▶ _GIVEN ENTRIES_
- - - -

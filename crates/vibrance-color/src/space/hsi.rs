//! HSI - hue, saturation, intensity.
//!
//! Intensity is the plain channel mean; saturation measures how far the
//! smallest channel sits below it. The hue axis is the same hexagonal hue
//! as HSV, and the recomposition is derived against that hue so the pair
//! round-trips exactly.
//!
//! # Range
//!
//! - H: [0, 360) degrees
//! - S: [0, 1]
//! - I: [0, 1]
//!
//! Black (I = 0) has neither hue nor saturation and decomposes to (0, 0, 0).

use super::hsv::{hue_degrees, sector};

/// Decomposes gamma-encoded sRGB into (H, S, I).
pub fn hsi_from_rgb(rgb: [f64; 3]) -> [f64; 3] {
    let [r, g, b] = rgb;
    let i = (r + g + b) / 3.0;
    if i <= 0.0 {
        return [0.0, 0.0, 0.0];
    }
    let max = r.max(g).max(b);
    let min = r.min(g).min(b);
    let h = hue_degrees(r, g, b, max, max - min);
    let s = 1.0 - min / i;
    [h, s, i]
}

/// Recomposes (H, S, I) into gamma-encoded sRGB.
pub fn hsi_to_rgb(hsi: [f64; 3]) -> [f64; 3] {
    let [h, s, i] = hsi;
    let hp = h.rem_euclid(360.0) / 60.0;
    let z = 1.0 - (hp % 2.0 - 1.0).abs();
    let c = 3.0 * i * s / (1.0 + z);
    let (r1, g1, b1) = sector(h, c);
    let m = i * (1.0 - s);
    [r1 + m, g1 + m, b1 + m]
}

#[cfg(test)]
mod tests {
    use super::*;
    use approx::assert_abs_diff_eq;

    #[test]
    fn test_gray_and_black() {
        assert_eq!(hsi_from_rgb([0.5, 0.5, 0.5]), [0.0, 0.0, 0.5]);
        assert_eq!(hsi_from_rgb([0.0, 0.0, 0.0]), [0.0, 0.0, 0.0]);
        assert_eq!(hsi_to_rgb([0.0, 0.0, 0.0]), [0.0, 0.0, 0.0]);
    }

    #[test]
    fn test_red_intensity_third() {
        let [h, s, i] = hsi_from_rgb([1.0, 0.0, 0.0]);
        assert_eq!(h, 0.0);
        assert_eq!(s, 1.0);
        assert_abs_diff_eq!(i, 1.0 / 3.0, epsilon = 1e-15);
    }

    #[test]
    fn test_roundtrip() {
        for r in 0..=4 {
            for g in 0..=4 {
                for b in 0..=4 {
                    let rgb = [r as f64 / 4.0, g as f64 / 4.0, b as f64 / 4.0];
                    let back = hsi_to_rgb(hsi_from_rgb(rgb));
                    for i in 0..3 {
                        assert_abs_diff_eq!(rgb[i], back[i], epsilon = 1e-12);
                    }
                }
            }
        }
    }
}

- - - -

▶ _EXERCISE DETAILS_
Write out all the material exactly.

▶ _RESULT BELOW_
filename crates/vibrance-color/src/space/hsi.rs
//! HSI - hue, saturation, intensity.
//!
//! Intensity is the plain channel mean; saturation measures how far the
//! smallest channel sits below it. The hue axis is the same hexagonal hue
//! as HSV, and the recomposition is derived against that hue so the pair
//! round-trips exactly.
//!
//! # Range
//!
//! - H: [0, 360) degrees
//! - S: [0, 1]
//! - I: [0, 1]
//!
//! Black (I = 0) has neither hue nor saturation and decomposes to (0, 0, 0).

use super::hsv::{hue_degrees, sector};

/// Decomposes gamma-encoded sRGB into (H, S, I).
pub fn hsi_from_rgb(rgb: [f64; 3]) -> [f64; 3] {
    let [r, g, b] = rgb;
    let i = (r + g + b) / 3.0;
    if i <= 0.0 {
        return [0.0, 0.0, 0.0];
    }
    let max = r.max(g).max(b);
    let min = r.min(g).min(b);
    let h = hue_degrees(r, g, b, max, max - min);
    let s = 1.0 - min / i;
    [h, s, i]
}

/// Recomposes (H, S, I) into gamma-encoded sRGB.
pub fn hsi_to_rgb(hsi: [f64; 3]) -> [f64; 3] {
    let [h, s, i] = hsi;
    let hp = h.rem_euclid(360.0) / 60.0;
    let z = 1.0 - (hp % 2.0 - 1.0).abs();
    let c = 3.0 * i * s / (1.0 + z);
    let (r1, g1, b1) = sector(h, c);
    let m = i * (1.0 - s);
    [r1 + m, g1 + m, b1 + m]
}

#[cfg(test)]
mod tests {
    use super::*;
    use approx::assert_abs_diff_eq;

    #[test]
    fn test_gray_and_black() {
        assert_eq!(hsi_from_rgb([0.5, 0.5, 0.5]), [0.0, 0.0, 0.5]);
        assert_eq!(hsi_from_rgb([0.0, 0.0, 0.0]), [0.0, 0.0, 0.0]);
        assert_eq!(hsi_to_rgb([0.0, 0.0, 0.0]), [0.0, 0.0, 0.0]);
    }

    #[test]
    fn test_red_intensity_third() {
        let [h, s, i] = hsi_from_rgb([1.0, 0.0, 0.0]);
        assert_eq!(h, 0.0);
        assert_eq!(s, 1.0);
        assert_abs_diff_eq!(i, 1.0 / 3.0, epsilon = 1e-15);
    }

    #[test]
    fn test_roundtrip() {
        for r in 0..=4 {
            for g in 0..=4 {
                for b in 0..=4 {
                    let rgb = [r as f64 / 4.0, g as f64 / 4.0, b as f64 / 4.0];
                    let back = hsi_to_rgb(hsi_from_rgb(rgb));
                    for i in 0..3 {
                        assert_abs_diff_eq!(rgb[i], back[i], epsilon = 1e-12);
                    }
                }
            }
        }
    }
}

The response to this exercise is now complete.